Sebanyak enam sutradara di Makassar menuangkan ide-idenya mengenai kehidupan kota Makassar melalui film dokumenter dan fiksi. Acara pemutarannya berlangsung tiga sesi, dimulai pukul 13.00-15.00 wita untuk sesi pertama, pukul 16.00-18.00 wita untuk sesi kedua, dan pukul 20.00-22.00 wita untuk sesi ketiga.
Antusiasme warga untuk menyaksikan film karya mereka cukup tinggi. Pada sesi pertama, tiket sebanyak 150 lembar terjual habis. Bahkan Abo, salah satu penggemar film juga kehabisan tiket untuk sesi pertama.
Sutradara film Masalata' Cika yang sekaligus sekretaris For Film, Iking Siahsia, dan Sutradara Cinta Sama Dengan Cindolo Na Tape Rusmin Nuryadin, saat ditemui Tribun mengatakan, kegiatan adalah ajang silaturrahim dengan film maker (pembuat film) Makassar sekaligus untuk sharing.

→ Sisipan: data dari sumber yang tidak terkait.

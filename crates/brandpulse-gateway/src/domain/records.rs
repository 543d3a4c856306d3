use std::fmt::{Display, Formatter};

use serde::{Deserialize, Serialize};

use crate::{ProviderId, UtcDateTime, ValidationError};

/// Canonical record shapes, independent of the provider that produced them.
#[derive(Debug, Clone, Copy, PartialEq, Eq, Hash, Serialize, Deserialize)]
#[serde(rename_all = "snake_case")]
pub enum RecordKind {
    Traffic,
    Seo,
    SocialPost,
    Review,
    Sentiment,
}

impl RecordKind {
    pub const fn as_str(self) -> &'static str {
        match self {
            Self::Traffic => "traffic",
            Self::Seo => "seo",
            Self::SocialPost => "social_post",
            Self::Review => "review",
            Self::Sentiment => "sentiment",
        }
    }
}

impl Display for RecordKind {
    fn fmt(&self, f: &mut Formatter<'_>) -> std::fmt::Result {
        f.write_str(self.as_str())
    }
}

/// Closed set of normalized records handed to collaborators.
#[derive(Debug, Clone, PartialEq, Serialize, Deserialize)]
#[serde(tag = "kind", rename_all = "snake_case")]
pub enum CanonicalRecord {
    Traffic(TrafficMetrics),
    Seo(SeoMetrics),
    SocialPost(SocialPost),
    Review(Review),
    Sentiment(SentimentResult),
}

impl CanonicalRecord {
    pub const fn kind(&self) -> RecordKind {
        match self {
            Self::Traffic(_) => RecordKind::Traffic,
            Self::Seo(_) => RecordKind::Seo,
            Self::SocialPost(_) => RecordKind::SocialPost,
            Self::Review(_) => RecordKind::Review,
            Self::Sentiment(_) => RecordKind::Sentiment,
        }
    }

    pub const fn source(&self) -> ProviderId {
        match self {
            Self::Traffic(record) => record.source,
            Self::Seo(record) => record.source,
            Self::SocialPost(record) => record.source,
            Self::Review(record) => record.source,
            Self::Sentiment(record) => record.source,
        }
    }

    /// Identity of the record: the domain for site metrics, the provider id
    /// for posts and reviews. Sentiment results have none.
    pub fn id(&self) -> Option<&str> {
        match self {
            Self::Traffic(record) => Some(&record.domain),
            Self::Seo(record) => Some(&record.domain),
            Self::SocialPost(record) => Some(&record.id),
            Self::Review(record) => Some(&record.id),
            Self::Sentiment(_) => None,
        }
    }
}

/// Share of visits per acquisition channel, each in `0.0..=1.0` when reported.
#[derive(Debug, Clone, Copy, Default, PartialEq, Serialize, Deserialize)]
pub struct TrafficSources {
    pub direct: f64,
    pub organic: f64,
    pub paid: f64,
    pub social: f64,
    pub referral: f64,
}

#[derive(Debug, Clone, PartialEq, Serialize, Deserialize)]
pub struct TrafficMetrics {
    pub domain: String,
    pub source: ProviderId,
    pub visits: u64,
    pub pages_per_visit: f64,
    pub bounce_rate: f64,
    pub avg_visit_duration_secs: f64,
    pub traffic_sources: TrafficSources,
    /// Reporting period as given by the provider, e.g. `2024-05`.
    pub period: Option<String>,
    pub fetched_at: UtcDateTime,
}

impl TrafficMetrics {
    pub fn new(domain: impl Into<String>, source: ProviderId, fetched_at: UtcDateTime) -> Result<Self, ValidationError> {
        Ok(Self {
            domain: required("domain", domain.into())?,
            source,
            visits: 0,
            pages_per_visit: 0.0,
            bounce_rate: 0.0,
            avg_visit_duration_secs: 0.0,
            traffic_sources: TrafficSources::default(),
            period: None,
            fetched_at,
        })
    }
}

#[derive(Debug, Clone, PartialEq, Serialize, Deserialize)]
pub struct SeoMetrics {
    pub domain: String,
    pub source: ProviderId,
    pub organic_keywords: u64,
    pub paid_keywords: u64,
    pub organic_traffic: u64,
    pub paid_traffic: u64,
    pub seo_score: Option<f64>,
    pub period: Option<String>,
    pub fetched_at: UtcDateTime,
}

impl SeoMetrics {
    pub fn new(domain: impl Into<String>, source: ProviderId, fetched_at: UtcDateTime) -> Result<Self, ValidationError> {
        Ok(Self {
            domain: required("domain", domain.into())?,
            source,
            organic_keywords: 0,
            paid_keywords: 0,
            organic_traffic: 0,
            paid_traffic: 0,
            seo_score: None,
            period: None,
            fetched_at,
        })
    }
}

#[derive(Debug, Clone, Copy, Default, PartialEq, Eq, Serialize, Deserialize)]
pub struct Engagement {
    pub likes: u64,
    pub comments: u64,
    pub shares: u64,
}

#[derive(Debug, Clone, Default, PartialEq, Eq, Serialize, Deserialize)]
pub struct Author {
    pub id: Option<String>,
    pub name: Option<String>,
}

#[derive(Debug, Clone, PartialEq, Serialize, Deserialize)]
pub struct SocialPost {
    pub id: String,
    pub source: ProviderId,
    pub content: String,
    pub engagement: Engagement,
    pub media_url: Option<String>,
    pub author: Author,
    pub timestamp: UtcDateTime,
    pub sentiment_score: Option<f64>,
}

impl SocialPost {
    pub fn new(
        id: impl Into<String>,
        source: ProviderId,
        content: impl Into<String>,
        timestamp: UtcDateTime,
    ) -> Result<Self, ValidationError> {
        Ok(Self {
            id: required("id", id.into())?,
            source,
            content: content.into(),
            engagement: Engagement::default(),
            media_url: None,
            author: Author::default(),
            timestamp,
            sentiment_score: None,
        })
    }

    pub fn with_sentiment(mut self, sentiment: &SentimentResult) -> Self {
        self.sentiment_score = Some(sentiment.score);
        self
    }
}

#[derive(Debug, Clone, PartialEq, Serialize, Deserialize)]
pub struct Review {
    pub id: String,
    pub source: ProviderId,
    pub content: String,
    pub rating: Option<f64>,
    pub author: Author,
    /// Post the review or comment was attached to, if any.
    pub post_id: Option<String>,
    pub timestamp: UtcDateTime,
    pub sentiment_score: Option<f64>,
}

impl Review {
    pub fn new(
        id: impl Into<String>,
        source: ProviderId,
        content: impl Into<String>,
        timestamp: UtcDateTime,
    ) -> Result<Self, ValidationError> {
        Ok(Self {
            id: required("id", id.into())?,
            source,
            content: content.into(),
            rating: None,
            author: Author::default(),
            post_id: None,
            timestamp,
            sentiment_score: None,
        })
    }

    pub fn with_sentiment(mut self, sentiment: &SentimentResult) -> Self {
        self.sentiment_score = Some(sentiment.score);
        self
    }
}

#[derive(Debug, Clone, Copy, PartialEq, Eq, Hash, Serialize, Deserialize)]
#[serde(rename_all = "lowercase")]
pub enum SentimentLabel {
    Positive,
    Negative,
    Neutral,
}

impl SentimentLabel {
    /// Accepts both long labels and the short `pos`/`neg` forms.
    pub fn parse(value: &str) -> Option<Self> {
        match value.trim().to_ascii_lowercase().as_str() {
            "pos" | "positive" => Some(Self::Positive),
            "neg" | "negative" => Some(Self::Negative),
            "neutral" => Some(Self::Neutral),
            _ => None,
        }
    }
}

#[derive(Debug, Clone, Copy, Default, PartialEq, Serialize, Deserialize)]
pub struct SentimentProbabilities {
    pub positive: f64,
    pub negative: f64,
    pub neutral: f64,
}

#[derive(Debug, Clone, PartialEq, Serialize, Deserialize)]
pub struct SentimentResult {
    pub source: ProviderId,
    pub label: SentimentLabel,
    /// Polarity in `-1.0..=1.0`: positive minus negative probability.
    pub score: f64,
    /// Probability of the winning label.
    pub confidence: f64,
    pub probabilities: SentimentProbabilities,
    pub analyzed_at: UtcDateTime,
}

impl SentimentResult {
    pub fn new(
        source: ProviderId,
        label: SentimentLabel,
        probabilities: SentimentProbabilities,
        analyzed_at: UtcDateTime,
    ) -> Result<Self, ValidationError> {
        for (field, value) in [
            ("probability.pos", probabilities.positive),
            ("probability.neg", probabilities.negative),
            ("probability.neutral", probabilities.neutral),
        ] {
            if !value.is_finite() {
                return Err(ValidationError::NonFiniteValue { field });
            }
        }

        let confidence = match label {
            SentimentLabel::Positive => probabilities.positive,
            SentimentLabel::Negative => probabilities.negative,
            SentimentLabel::Neutral => probabilities.neutral,
        };

        Ok(Self {
            source,
            label,
            score: (probabilities.positive - probabilities.negative).clamp(-1.0, 1.0),
            confidence,
            probabilities,
            analyzed_at,
        })
    }
}

fn required(field: &'static str, value: String) -> Result<String, ValidationError> {
    let trimmed = value.trim();
    if trimmed.is_empty() {
        return Err(ValidationError::MissingField { field });
    }
    if trimmed.len() == value.len() {
        Ok(value)
    } else {
        Ok(trimmed.to_owned())
    }
}

#[cfg(test)]
mod tests {
    use super::*;

    #[test]
    fn identity_fields_are_required() {
        let now = UtcDateTime::now();
        let err = SocialPost::new("  ", ProviderId::Instagram, "caption", now).expect_err("blank id");
        assert_eq!(err, ValidationError::MissingField { field: "id" });

        let err = TrafficMetrics::new("", ProviderId::SimilarWeb, now).expect_err("blank domain");
        assert_eq!(err, ValidationError::MissingField { field: "domain" });
    }

    #[test]
    fn canonical_record_serializes_with_kind_tag() {
        let post = SocialPost::new("17", ProviderId::Facebook, "hello", UtcDateTime::now())
            .expect("valid post");
        let record = CanonicalRecord::SocialPost(post);

        let json = serde_json::to_value(&record).expect("serializes");
        assert_eq!(json["kind"], "social_post");
        assert_eq!(json["source"], "facebook");
        assert_eq!(record.id(), Some("17"));

        let back: CanonicalRecord = serde_json::from_value(json).expect("deserializes");
        assert_eq!(back, record);
    }

    #[test]
    fn sentiment_score_is_polarity_and_confidence_follows_label() {
        let result = SentimentResult::new(
            ProviderId::Nlp,
            SentimentLabel::Positive,
            SentimentProbabilities {
                positive: 0.75,
                negative: 0.25,
                neutral: 0.5,
            },
            UtcDateTime::now(),
        )
        .expect("valid sentiment");

        assert_eq!(result.score, 0.5);
        assert_eq!(result.confidence, 0.75);
    }

    #[test]
    fn sentiment_label_accepts_short_forms() {
        assert_eq!(SentimentLabel::parse("pos"), Some(SentimentLabel::Positive));
        assert_eq!(SentimentLabel::parse("NEG"), Some(SentimentLabel::Negative));
        assert_eq!(SentimentLabel::parse("meh"), None);
    }
}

Film-film yang dibuat juga berbicara soal realitas di Makassar.
Penonton terdiri dari kalangan pelajar, mahasiswa, dan umum. Mahasiswa juga antusias menonton sebagai bahan referensi untuk final, mereka ada tugas membuat film.(cr4)

Film yang tayang
1. Masalat' Cika (sutradara Iking, video dokumenter, durasi 10 menit)
2. Field (Sutradara Muh.Asyraf, fiksi, durasi 18 menit)
3. Dari Mulut Singa ke Mulut Buaya (sutradara Arman Dewarti, dokumenter, durasi 19 menit)
4. Dobel Enam (sutradara Ilham N.Bardiasyah, fiksi, durasi 20 menit)
5. Pamali (sutradara Rezkiani, fiksi, durasi 5 menit)
6. Cinta Sama Dengan Cindolo Na Tape (sutradara Rusmin Nuryadin, fiksi, durasi 26 menit).


Antara Daeng Te'ne dan Cika
(02 Jun 2009)
Laporan: ABDUL SALAM M, Wajo

Dari Pemutaran Film Pendek di Societeid de Harmoni

SINEAS Makassar unjuk gigi. Ragam konflik nyata warga metropolis terkemas apik dalam alur nan kritis.DAENG Te'ne menatap foto mendiang suaminya. Dia perempuan kurus berusia 70 tahun yang tak mampu lagi bekerja lantaran tulangnya merapuh. Te'ne hanya mengharap nafkah dari tujuh anaknya.

Air matanya tak kuasa ia bendung. Peristiwa yang merenggut nyawa sang suami itu terkenang lagi. Orang yang paling dicintainya meradang nyawa saat melakukan perlawanan ketika rumah mereka digusur aparat di wilayah Karawisi. Puluhan warga mengalami nasib yang sama.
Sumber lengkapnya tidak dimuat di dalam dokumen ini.